Congratulations, you have the first subgraph loaded from Google Spanner into your visualization! You can see the movie, its director, actors and genres. You can also see the styles applied to the nodes and edges.
Adding interactivity
We will add the behaviors to expand the adjacent nodes and edges when double-clicking on the node.
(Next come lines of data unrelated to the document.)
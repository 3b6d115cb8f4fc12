use chrono::Utc;
use sea_orm::{ActiveValue, prelude::*};

use crate::{
    EngineError, Profile, ProfileChanges, ResultEngine, users,
    util::normalize_optional_text,
};

use super::{Engine, with_tx};

impl Engine {
    /// The stored profile of `user_id`.
    pub async fn profile(&self, user_id: &str) -> ResultEngine<Profile> {
        let model = users::Entity::find_by_id(user_id)
            .one(&self.database)
            .await?
            .ok_or_else(|| EngineError::KeyNotFound("user not exists".to_string()))?;
        Profile::try_from(model)
    }

    /// Create the profile on first save, otherwise change only the supplied
    /// fields.
    pub async fn save_profile(
        &self,
        user_id: &str,
        changes: ProfileChanges,
    ) -> ResultEngine<Profile> {
        let name = changes.name.as_deref().map(|name| normalize_optional_text(Some(name)));
        let email = changes
            .email
            .as_deref()
            .map(|email| normalize_optional_text(Some(email)));

        with_tx!(self, |db_tx| {
            let existing = users::Entity::find_by_id(user_id).one(&db_tx).await?;
            let model = match existing {
                Some(model) if changes == ProfileChanges::default() => model,
                Some(model) => {
                    let mut active: users::ActiveModel = model.into();
                    if let Some(name) = name.clone() {
                        active.name = ActiveValue::Set(name);
                    }
                    if let Some(email) = email.clone() {
                        active.email = ActiveValue::Set(email);
                    }
                    if let Some(currency) = changes.currency {
                        active.currency = ActiveValue::Set(currency.as_str().to_string());
                    }
                    active.update(&db_tx).await?
                }
                None => {
                    tracing::info!(user_id, "creating profile");
                    users::ActiveModel {
                        id: ActiveValue::Set(user_id.to_string()),
                        name: ActiveValue::Set(name.clone().flatten()),
                        email: ActiveValue::Set(email.clone().flatten()),
                        currency: ActiveValue::Set(
                            changes.currency.unwrap_or_default().as_str().to_string(),
                        ),
                        created_at: ActiveValue::Set(Utc::now()),
                    }
                    .insert(&db_tx)
                    .await?
                }
            };
            Profile::try_from(model)
        })
    }
}
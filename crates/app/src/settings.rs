//! Settings for the service binary.
//!
//! Values come from `settings.toml` (optional), then `CELENGAN__*`
//! environment variables, then command line flags.

use std::path::PathBuf;

use clap::Parser;
use config::{Config, ConfigError, Environment, File};
use serde::Deserialize;

#[derive(Parser, Debug)]
#[command(name = "celengan")]
#[command(about = "Personal finance tracker HTTP service")]
pub struct Cli {
    /// Settings file; the `.toml` extension may be omitted.
    #[arg(long, env = "CELENGAN_CONFIG", default_value = "settings")]
    pub config: PathBuf,

    #[arg(long)]
    pub port: Option<u16>,

    #[arg(long)]
    pub bind: Option<String>,
}

#[derive(Clone, Debug, Deserialize, PartialEq, Eq)]
#[serde(rename_all = "lowercase")]
pub enum Database {
    Memory,
    Sqlite(String),
}

impl Database {
    pub fn url(&self) -> String {
        match self {
            Database::Memory => String::from("sqlite::memory:"),
            Database::Sqlite(path) => format!("sqlite:{path}?mode=rwc"),
        }
    }
}

#[derive(Debug, Deserialize)]
pub struct App {
    pub level: String,
}

#[derive(Debug, Deserialize)]
pub struct Server {
    pub bind: String,
    pub port: u16,
    pub database: Database,
}

#[derive(Debug, Deserialize)]
pub struct Settings {
    pub app: App,
    pub server: Server,
}

impl Settings {
    pub fn new(cli: &Cli) -> Result<Self, ConfigError> {
        let settings = Config::builder()
            .set_default("app.level", "info")?
            .set_default("server.bind", "127.0.0.1")?
            .set_default("server.port", 3000_i64)?
            .set_default("server.database", "memory")?
            .add_source(File::from(cli.config.clone()).required(false))
            .add_source(Environment::with_prefix("CELENGAN").separator("__"))
            .set_override_option("server.port", cli.port.map(i64::from))?
            .set_override_option("server.bind", cli.bind.clone())?
            .build()?;

        settings.try_deserialize()
    }
}

#[cfg(test)]
mod tests {
    use super::*;

    fn cli(args: &[&str]) -> Cli {
        Cli::parse_from(std::iter::once("celengan").chain(args.iter().copied()))
    }

    #[test]
    fn defaults_without_settings_file() {
        let settings = Settings::new(&cli(&["--config", "does-not-exist"])).unwrap();
        assert_eq!(settings.app.level, "info");
        assert_eq!(settings.server.port, 3000);
        assert_eq!(settings.server.database, Database::Memory);
    }

    #[test]
    fn flags_override_settings() {
        let args = ["--config", "does-not-exist", "--port", "8080", "--bind", "0.0.0.0"];
        let settings = Settings::new(&cli(&args)).unwrap();
        assert_eq!(settings.server.port, 8080);
        assert_eq!(settings.server.bind, "0.0.0.0");
    }

    #[test]
    fn sqlite_url_creates_missing_file() {
        let database = Database::Sqlite("data/celengan.db".to_string());
        assert_eq!(database.url(), "sqlite:data/celengan.db?mode=rwc");
    }
}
For that, you will just need to figure which endpoint to query, based on the node type:
- for an actor, you will need to query the
/api/actors/:name
endpoint to get all the movies the actor was in - for a genre, you will need to query the
/api/genres/:name
endpoint to get all the movies of that genre - for a movie, you will need to query the
/api/movies/:title
endpoint to get all the actors and genres of that movie
ts
// listen to the double-click event on the graph
ogma.events.on("doubleclick", async ({ target }) => {
if (target && target.isNode) { // we clicked a node
if (isMovie(target)) { // and it represents a movie
const movieTitle = target.getData("title");
const graph = await client.getMovieByTitle(movieTitle);
// add the graph, ignore duplicate nodes and edges
await ogma.addGraph(graph, { ignoreInvalid: true });
// zoom in on the new nodes
await addGraphAndZoomIn(graph);
} else if (isPerson(target)) { // other types of nodes
...
You can see the full experience in our Google Spanner example. It uses a mock database to query, but you can easily combine that code and this tutorial to recreate the full application using this data.